# Bad Cat x-treme



## teledobson (Nov 15, 2006)

Has anyone tried the Bad Cat x-treme overdrive pedal?

And through what amp?

Thanks

Dave


----------



## evenon (Nov 13, 2006)

I have one. ( disclaimer it's for sale)

It is pretty much the preamp of the Hot Cat. I have two Hot Cats and the XTreme tone is real close to the Hot Cat, just no quite as harmonic. It has two stages of gain, the first one I never used much as it was hard to balance the output with the second. The switching is real good, but with the volume turned up on the pedal I have noticed it pop.

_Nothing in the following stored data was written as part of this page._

pub mod builder;
pub mod handle;
pub mod handlers;
pub mod voice;

mod connection;

pub use builder::LiveClientBuilder;
pub use handle::LiveClient;
pub use handlers::{EventHandlerSimple, ServerContentContext, UsageMetadataContext};
pub use voice::{ContentOutcome, Transcript, VoiceSession};
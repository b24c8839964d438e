use crate::config::PolarisConfig;
use crate::error::{PolarisError, Result};
use crate::types::{ApiErrorEnvelope, GenerateContentRequest, GenerateContentResponse};
use reqwest::Client;
use std::future::Future;
use tracing::{debug, warn};

/// The external `generateContent` call.
pub trait Transport: Send + Sync {
    fn generate_content(
        &self,
        api_key: &str,
        model: &str,
        request: &GenerateContentRequest,
    ) -> impl Future<Output = Result<GenerateContentResponse>> + Send;
}

/// `generateContent` over HTTPS with `reqwest`.
#[derive(Debug, Clone)]
pub struct HttpTransport {
    client: Client,
    api_base: String,
}

impl HttpTransport {
    pub fn new(config: &PolarisConfig) -> Result<Self> {
        let client = Client::builder()
            .timeout(config.request_timeout)
            .build()?;
        Ok(Self {
            client,
            api_base: config.api_base.trim_end_matches('/').to_string(),
        })
    }

    fn endpoint(&self, model: &str) -> String {
        format!(
            "{}/models/{}:generateContent",
            self.api_base,
            model.trim_start_matches("models/")
        )
    }
}

impl Transport for HttpTransport {
    async fn generate_content(
        &self,
        api_key: &str,
        model: &str,
        request: &GenerateContentRequest,
    ) -> Result<GenerateContentResponse> {
        let url = self.endpoint(model);
        debug!(
            "[HttpTransport] POST {} ({} content part(s))",
            url,
            request.contents.iter().map(|c| c.parts.len()).sum::<usize>()
        );

        let response = self
            .client
            .post(&url)
            .header("x-goog-api-key", api_key)
            .json(request)
            .send()
            .await?;

        let status = response.status();
        if !status.is_success() {
            let body = response.text().await.unwrap_or_default();
            match serde_json::from_str::<ApiErrorEnvelope>(&body) {
                Ok(envelope) => warn!(
                    "[HttpTransport] {} returned {} ({}): {}",
                    model,
                    status,
                    envelope.error.status.unwrap_or_default(),
                    envelope.error.message.unwrap_or_default()
                ),
                Err(_) => warn!("[HttpTransport] {} returned {}", model, status),
            }
            // Status and raw body both go upward; callers classify on substrings.
            return Err(PolarisError::Api(format!("{}: {}", status, body)));
        }

        Ok(response.json::<GenerateContentResponse>().await?)
    }
}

I used into the clean input of my Hot Cat 30 head and a few different non MV plexi type amps. This pedal boosts the signal alot, and it hits the front end of the amp pretty hard. I mostly use it with the volume control turned pretty low.

Since I play a Hot Cat live it never gets as much use as my Fulldrive or OCD, but for recording they are very cool pedals as you can get just about any tone out of them.

Can be a little noisy, trying different tubes makes alot of difference.


----------



## teledobson (Nov 15, 2006)

might be interested

I was looking at a used one on TPG

Feel free to send me a PM

Thanks

Dave


----------